Given data below:

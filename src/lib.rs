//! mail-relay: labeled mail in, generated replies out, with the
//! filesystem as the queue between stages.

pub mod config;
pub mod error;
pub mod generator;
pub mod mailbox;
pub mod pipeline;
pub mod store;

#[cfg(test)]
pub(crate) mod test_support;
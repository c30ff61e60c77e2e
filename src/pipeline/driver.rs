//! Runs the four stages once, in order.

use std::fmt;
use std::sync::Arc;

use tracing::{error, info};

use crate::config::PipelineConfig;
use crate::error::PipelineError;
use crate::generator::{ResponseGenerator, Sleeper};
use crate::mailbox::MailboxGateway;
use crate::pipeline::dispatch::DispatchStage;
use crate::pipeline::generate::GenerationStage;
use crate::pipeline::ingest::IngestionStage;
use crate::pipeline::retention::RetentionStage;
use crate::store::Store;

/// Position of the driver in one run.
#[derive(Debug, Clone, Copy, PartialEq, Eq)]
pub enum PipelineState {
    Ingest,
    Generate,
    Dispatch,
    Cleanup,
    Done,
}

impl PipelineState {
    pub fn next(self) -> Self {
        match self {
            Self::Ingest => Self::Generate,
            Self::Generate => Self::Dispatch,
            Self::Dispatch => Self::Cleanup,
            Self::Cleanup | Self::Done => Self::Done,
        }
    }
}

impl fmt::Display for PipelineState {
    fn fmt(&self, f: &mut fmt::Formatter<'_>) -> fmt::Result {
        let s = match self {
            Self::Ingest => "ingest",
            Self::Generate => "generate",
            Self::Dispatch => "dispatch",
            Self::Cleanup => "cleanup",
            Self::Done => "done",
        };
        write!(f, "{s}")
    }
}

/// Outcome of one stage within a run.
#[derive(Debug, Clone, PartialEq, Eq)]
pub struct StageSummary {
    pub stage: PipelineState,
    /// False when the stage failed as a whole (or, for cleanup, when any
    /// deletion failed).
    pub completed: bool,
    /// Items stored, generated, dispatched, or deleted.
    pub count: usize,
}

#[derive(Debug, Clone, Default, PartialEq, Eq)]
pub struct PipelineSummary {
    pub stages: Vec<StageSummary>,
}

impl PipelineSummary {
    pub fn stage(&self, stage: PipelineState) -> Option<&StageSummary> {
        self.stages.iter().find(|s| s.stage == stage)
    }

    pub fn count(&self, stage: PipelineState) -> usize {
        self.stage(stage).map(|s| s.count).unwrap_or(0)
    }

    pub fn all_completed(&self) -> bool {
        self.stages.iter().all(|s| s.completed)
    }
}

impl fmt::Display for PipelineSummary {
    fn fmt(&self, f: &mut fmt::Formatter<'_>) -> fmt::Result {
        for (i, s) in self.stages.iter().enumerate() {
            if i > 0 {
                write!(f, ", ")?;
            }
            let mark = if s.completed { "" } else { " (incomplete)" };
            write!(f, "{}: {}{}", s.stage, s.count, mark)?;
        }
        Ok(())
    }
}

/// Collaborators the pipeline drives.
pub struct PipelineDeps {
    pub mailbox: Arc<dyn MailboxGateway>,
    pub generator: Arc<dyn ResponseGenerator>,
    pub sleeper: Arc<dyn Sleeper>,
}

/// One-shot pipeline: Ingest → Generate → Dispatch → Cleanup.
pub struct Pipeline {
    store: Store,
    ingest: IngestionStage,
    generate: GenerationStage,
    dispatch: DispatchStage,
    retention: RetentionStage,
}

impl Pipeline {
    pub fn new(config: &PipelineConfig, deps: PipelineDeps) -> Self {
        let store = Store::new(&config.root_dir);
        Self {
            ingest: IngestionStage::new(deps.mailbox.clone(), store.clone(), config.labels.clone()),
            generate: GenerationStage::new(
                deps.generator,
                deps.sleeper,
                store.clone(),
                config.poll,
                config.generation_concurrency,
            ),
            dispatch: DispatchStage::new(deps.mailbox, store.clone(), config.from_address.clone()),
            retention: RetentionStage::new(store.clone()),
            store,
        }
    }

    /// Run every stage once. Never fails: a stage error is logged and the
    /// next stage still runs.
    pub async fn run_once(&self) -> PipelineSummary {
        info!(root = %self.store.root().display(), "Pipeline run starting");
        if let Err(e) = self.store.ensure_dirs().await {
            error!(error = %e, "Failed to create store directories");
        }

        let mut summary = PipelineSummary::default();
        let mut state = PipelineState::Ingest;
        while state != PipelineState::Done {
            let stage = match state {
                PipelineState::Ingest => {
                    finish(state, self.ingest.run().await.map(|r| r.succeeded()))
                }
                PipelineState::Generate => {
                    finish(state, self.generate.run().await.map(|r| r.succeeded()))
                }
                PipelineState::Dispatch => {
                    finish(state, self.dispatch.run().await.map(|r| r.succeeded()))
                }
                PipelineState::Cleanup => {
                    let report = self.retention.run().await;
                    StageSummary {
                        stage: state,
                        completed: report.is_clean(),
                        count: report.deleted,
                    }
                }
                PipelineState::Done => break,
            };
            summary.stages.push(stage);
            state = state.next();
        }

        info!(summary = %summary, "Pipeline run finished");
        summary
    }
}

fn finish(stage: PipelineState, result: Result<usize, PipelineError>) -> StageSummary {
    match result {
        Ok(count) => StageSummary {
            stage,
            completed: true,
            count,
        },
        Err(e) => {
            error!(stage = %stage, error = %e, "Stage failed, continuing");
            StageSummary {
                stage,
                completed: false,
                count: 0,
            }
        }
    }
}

End of Given data.
Given data below:

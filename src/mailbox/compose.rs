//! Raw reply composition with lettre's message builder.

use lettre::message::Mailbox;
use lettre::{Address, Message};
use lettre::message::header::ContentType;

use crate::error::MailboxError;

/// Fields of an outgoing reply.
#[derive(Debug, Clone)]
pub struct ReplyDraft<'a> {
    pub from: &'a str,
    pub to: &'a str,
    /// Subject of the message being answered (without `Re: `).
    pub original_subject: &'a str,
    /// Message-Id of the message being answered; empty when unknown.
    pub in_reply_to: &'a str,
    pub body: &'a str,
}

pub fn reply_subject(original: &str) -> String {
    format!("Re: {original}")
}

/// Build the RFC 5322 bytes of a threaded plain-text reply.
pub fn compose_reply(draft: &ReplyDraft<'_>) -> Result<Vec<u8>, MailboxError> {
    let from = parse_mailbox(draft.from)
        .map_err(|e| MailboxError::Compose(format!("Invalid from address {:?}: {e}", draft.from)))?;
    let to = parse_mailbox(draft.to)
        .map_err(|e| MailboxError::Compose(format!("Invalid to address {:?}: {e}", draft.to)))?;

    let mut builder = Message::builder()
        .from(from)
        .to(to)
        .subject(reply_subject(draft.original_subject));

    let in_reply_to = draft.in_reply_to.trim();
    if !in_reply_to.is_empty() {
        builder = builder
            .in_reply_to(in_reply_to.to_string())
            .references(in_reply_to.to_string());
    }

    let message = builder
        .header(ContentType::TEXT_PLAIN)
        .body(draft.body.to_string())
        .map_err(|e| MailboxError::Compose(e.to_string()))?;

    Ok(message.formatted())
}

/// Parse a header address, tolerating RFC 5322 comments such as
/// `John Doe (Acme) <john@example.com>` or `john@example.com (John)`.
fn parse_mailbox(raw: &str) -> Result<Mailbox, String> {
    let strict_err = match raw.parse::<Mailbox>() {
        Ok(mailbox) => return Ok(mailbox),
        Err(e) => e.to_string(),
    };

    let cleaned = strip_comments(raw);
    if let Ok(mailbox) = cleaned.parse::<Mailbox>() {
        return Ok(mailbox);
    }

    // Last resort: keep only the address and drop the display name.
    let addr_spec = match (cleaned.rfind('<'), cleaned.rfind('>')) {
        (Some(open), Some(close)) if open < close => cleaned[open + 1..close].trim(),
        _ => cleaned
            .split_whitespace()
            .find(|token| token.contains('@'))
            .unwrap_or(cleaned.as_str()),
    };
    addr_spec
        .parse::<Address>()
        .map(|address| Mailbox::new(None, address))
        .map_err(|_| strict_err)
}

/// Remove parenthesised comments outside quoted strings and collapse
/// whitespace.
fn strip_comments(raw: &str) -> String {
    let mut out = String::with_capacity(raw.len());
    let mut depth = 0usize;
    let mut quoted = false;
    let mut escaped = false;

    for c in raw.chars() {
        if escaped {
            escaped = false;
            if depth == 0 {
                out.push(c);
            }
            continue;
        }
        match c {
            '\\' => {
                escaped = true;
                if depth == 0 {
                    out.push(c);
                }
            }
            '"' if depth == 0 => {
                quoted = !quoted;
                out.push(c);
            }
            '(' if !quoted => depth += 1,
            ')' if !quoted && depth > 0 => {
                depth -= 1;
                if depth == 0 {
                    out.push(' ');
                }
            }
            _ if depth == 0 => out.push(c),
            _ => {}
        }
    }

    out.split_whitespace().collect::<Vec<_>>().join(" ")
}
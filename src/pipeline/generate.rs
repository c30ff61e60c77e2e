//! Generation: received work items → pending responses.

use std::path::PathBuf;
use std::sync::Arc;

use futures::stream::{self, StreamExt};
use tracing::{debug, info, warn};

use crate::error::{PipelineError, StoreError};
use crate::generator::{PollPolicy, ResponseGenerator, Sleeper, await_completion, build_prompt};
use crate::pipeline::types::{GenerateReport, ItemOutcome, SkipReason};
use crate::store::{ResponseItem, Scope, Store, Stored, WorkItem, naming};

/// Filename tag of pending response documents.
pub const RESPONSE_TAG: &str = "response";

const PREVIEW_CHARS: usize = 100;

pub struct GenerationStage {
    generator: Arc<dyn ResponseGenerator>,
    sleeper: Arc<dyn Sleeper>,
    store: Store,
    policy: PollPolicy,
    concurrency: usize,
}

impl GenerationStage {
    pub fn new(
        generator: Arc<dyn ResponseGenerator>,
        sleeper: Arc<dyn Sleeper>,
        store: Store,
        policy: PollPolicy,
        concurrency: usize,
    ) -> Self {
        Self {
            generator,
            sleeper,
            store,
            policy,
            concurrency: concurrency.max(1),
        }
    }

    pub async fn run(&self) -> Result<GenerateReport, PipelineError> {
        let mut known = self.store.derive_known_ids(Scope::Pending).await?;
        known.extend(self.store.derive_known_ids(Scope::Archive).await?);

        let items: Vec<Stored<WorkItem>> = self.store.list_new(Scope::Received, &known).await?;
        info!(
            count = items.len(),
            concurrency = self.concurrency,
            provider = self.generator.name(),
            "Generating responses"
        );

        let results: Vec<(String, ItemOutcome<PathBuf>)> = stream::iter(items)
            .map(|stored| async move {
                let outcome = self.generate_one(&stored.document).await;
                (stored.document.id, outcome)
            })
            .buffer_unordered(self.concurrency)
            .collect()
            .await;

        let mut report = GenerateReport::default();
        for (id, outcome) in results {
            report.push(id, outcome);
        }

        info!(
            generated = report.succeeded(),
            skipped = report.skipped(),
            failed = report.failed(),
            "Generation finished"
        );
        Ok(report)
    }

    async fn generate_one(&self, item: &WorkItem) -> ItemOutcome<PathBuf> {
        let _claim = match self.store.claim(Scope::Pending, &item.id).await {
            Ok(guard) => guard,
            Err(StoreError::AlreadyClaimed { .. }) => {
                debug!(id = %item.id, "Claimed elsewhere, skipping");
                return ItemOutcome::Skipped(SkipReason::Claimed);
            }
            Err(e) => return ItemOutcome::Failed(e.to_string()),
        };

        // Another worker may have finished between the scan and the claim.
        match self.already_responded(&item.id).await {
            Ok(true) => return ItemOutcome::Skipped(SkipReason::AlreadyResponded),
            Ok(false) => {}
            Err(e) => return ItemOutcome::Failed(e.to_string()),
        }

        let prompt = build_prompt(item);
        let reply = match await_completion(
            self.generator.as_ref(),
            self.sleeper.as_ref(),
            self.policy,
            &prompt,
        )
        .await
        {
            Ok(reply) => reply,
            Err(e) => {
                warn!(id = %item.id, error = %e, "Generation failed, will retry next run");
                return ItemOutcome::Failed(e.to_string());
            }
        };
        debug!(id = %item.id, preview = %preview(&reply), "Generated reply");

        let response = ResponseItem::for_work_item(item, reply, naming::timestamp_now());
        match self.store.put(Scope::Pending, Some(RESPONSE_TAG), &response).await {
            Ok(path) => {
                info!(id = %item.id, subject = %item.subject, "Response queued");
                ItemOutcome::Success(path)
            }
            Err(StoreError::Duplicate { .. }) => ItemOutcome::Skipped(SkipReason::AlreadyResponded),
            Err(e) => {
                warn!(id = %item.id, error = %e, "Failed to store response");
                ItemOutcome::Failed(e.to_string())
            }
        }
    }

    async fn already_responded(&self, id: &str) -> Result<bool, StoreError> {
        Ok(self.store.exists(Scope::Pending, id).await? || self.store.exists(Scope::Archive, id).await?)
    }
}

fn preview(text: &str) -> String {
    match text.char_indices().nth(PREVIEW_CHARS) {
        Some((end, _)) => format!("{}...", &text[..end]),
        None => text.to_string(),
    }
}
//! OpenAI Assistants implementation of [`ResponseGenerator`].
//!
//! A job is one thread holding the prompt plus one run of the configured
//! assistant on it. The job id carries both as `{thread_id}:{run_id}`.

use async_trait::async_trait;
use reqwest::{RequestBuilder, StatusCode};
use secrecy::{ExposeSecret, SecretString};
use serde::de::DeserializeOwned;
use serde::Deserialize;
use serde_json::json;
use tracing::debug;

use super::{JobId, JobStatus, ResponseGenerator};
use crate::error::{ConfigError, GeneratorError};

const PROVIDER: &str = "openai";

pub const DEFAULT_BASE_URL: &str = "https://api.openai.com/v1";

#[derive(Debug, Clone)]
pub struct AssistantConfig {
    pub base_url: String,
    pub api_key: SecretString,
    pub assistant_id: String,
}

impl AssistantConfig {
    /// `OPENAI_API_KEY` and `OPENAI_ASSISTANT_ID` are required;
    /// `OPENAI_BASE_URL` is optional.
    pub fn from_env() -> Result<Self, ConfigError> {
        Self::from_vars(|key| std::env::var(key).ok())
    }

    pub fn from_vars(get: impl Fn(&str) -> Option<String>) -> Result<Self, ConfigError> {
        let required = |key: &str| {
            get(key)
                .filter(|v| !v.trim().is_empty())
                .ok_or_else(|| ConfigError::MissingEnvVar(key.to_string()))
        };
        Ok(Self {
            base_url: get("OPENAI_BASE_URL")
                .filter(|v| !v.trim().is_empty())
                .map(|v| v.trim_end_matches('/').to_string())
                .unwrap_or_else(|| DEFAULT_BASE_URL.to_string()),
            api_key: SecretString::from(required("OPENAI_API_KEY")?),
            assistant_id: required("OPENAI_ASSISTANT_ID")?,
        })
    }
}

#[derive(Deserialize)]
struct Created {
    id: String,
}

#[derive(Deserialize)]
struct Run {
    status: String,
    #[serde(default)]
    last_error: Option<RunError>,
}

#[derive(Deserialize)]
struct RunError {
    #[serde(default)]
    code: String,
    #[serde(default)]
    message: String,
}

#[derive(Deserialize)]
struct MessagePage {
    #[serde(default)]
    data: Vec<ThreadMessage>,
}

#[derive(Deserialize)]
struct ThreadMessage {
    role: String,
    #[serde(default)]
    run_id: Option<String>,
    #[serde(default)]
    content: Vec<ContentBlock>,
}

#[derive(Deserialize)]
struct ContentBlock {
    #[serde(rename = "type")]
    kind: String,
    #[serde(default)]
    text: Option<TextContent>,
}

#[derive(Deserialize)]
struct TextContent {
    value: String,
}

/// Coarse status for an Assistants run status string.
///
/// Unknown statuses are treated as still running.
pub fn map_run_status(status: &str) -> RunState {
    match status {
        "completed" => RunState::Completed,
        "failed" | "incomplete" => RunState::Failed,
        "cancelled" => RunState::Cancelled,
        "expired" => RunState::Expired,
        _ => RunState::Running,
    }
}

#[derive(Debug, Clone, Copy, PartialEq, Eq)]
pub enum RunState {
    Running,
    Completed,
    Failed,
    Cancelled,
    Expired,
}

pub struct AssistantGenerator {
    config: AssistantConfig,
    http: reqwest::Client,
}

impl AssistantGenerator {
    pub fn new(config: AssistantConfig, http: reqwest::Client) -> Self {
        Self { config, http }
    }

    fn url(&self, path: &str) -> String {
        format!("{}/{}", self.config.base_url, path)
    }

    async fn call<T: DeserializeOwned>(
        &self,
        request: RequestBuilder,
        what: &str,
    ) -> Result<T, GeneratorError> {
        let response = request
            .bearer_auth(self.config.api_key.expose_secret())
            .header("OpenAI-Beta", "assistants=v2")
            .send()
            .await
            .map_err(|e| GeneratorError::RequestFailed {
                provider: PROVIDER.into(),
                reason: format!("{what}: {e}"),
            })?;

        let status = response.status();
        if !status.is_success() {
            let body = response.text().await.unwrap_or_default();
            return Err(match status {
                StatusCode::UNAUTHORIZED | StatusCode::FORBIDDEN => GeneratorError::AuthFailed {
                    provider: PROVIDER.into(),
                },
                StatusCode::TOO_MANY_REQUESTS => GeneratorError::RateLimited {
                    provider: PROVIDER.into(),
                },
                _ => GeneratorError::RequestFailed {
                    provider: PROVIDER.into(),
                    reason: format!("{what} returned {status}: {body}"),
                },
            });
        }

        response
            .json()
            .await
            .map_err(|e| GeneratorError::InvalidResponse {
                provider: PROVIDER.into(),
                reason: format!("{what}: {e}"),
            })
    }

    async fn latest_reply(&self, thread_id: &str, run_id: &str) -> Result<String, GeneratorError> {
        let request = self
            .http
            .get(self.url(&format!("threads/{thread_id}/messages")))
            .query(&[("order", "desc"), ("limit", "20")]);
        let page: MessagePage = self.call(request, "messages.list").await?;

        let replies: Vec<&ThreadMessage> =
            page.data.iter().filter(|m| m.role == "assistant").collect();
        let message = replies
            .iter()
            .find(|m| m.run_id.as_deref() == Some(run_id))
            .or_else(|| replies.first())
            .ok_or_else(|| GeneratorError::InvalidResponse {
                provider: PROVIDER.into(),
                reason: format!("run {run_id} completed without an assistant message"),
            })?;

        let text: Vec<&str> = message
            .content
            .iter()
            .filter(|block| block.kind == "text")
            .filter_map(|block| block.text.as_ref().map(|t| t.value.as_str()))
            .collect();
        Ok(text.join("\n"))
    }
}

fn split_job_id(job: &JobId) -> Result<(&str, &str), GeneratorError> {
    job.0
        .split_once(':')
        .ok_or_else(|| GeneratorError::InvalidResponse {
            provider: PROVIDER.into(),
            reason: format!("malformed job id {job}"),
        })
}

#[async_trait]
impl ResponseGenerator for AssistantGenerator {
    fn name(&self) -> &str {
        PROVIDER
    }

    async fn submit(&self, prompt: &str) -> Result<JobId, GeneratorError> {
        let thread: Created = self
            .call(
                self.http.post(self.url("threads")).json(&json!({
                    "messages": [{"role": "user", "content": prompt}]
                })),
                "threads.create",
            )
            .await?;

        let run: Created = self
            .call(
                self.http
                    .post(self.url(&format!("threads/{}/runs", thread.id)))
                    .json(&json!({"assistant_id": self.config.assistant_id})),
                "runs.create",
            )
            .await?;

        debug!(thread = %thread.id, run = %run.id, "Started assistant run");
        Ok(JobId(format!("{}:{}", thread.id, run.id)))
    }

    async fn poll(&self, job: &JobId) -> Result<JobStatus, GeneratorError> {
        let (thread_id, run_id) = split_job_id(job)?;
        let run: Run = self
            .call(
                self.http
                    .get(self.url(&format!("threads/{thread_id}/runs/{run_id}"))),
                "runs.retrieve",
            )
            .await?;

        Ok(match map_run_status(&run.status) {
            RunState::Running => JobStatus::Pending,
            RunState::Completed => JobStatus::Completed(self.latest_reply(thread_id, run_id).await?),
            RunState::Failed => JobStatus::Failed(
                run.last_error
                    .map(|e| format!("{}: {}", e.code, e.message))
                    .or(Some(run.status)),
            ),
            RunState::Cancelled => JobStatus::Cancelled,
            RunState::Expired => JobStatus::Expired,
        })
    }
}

End of Given data.
Given data below:

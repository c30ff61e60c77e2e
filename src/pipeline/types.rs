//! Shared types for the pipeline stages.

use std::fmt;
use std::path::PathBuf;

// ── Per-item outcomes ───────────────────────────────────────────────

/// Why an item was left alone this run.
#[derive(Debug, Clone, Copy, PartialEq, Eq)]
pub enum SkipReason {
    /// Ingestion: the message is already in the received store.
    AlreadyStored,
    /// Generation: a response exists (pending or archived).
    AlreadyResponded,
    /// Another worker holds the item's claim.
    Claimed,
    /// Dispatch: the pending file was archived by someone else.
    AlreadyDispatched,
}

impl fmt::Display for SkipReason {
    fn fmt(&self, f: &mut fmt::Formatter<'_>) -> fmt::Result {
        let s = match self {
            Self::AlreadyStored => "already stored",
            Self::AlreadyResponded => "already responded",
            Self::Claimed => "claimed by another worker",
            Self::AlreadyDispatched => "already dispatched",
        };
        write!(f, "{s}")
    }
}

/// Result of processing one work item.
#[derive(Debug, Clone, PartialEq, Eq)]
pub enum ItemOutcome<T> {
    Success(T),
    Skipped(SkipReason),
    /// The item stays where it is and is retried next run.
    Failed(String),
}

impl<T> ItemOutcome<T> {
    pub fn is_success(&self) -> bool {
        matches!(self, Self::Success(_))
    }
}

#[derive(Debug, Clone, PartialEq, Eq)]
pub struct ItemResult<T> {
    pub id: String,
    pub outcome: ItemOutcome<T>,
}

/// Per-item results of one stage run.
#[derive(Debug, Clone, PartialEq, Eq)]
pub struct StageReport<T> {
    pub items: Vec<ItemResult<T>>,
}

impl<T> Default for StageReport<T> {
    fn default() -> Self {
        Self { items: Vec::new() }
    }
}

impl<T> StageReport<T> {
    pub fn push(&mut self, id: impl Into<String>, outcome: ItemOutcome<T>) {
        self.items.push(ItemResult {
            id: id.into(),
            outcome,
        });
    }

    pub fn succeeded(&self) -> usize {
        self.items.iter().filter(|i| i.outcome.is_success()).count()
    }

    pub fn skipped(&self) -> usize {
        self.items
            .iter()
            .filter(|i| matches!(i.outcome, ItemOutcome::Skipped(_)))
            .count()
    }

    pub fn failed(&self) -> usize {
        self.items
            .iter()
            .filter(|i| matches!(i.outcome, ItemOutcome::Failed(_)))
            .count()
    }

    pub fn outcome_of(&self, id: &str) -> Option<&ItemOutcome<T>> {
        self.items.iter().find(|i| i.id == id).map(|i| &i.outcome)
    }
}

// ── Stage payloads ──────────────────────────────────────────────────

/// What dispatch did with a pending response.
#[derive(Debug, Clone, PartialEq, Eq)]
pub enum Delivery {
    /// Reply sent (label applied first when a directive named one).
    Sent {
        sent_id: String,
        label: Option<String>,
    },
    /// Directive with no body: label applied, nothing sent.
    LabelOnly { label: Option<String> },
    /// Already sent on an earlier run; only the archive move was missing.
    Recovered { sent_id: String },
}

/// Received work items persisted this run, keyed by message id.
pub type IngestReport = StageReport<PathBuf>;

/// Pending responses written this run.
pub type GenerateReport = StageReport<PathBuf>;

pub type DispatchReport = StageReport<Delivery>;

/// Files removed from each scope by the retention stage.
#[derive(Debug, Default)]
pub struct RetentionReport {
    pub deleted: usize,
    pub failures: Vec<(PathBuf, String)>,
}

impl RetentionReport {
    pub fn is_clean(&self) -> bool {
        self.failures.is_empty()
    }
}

End of Given data.

- _What you will do_: Please go through the data and copy each line containing the word "InvalidResponse".

- _Solution to this problem_:
            .map_err(|e| GeneratorError::InvalidResponse {
            .ok_or_else(|| GeneratorError::InvalidResponse {
        .ok_or_else(|| GeneratorError::InvalidResponse {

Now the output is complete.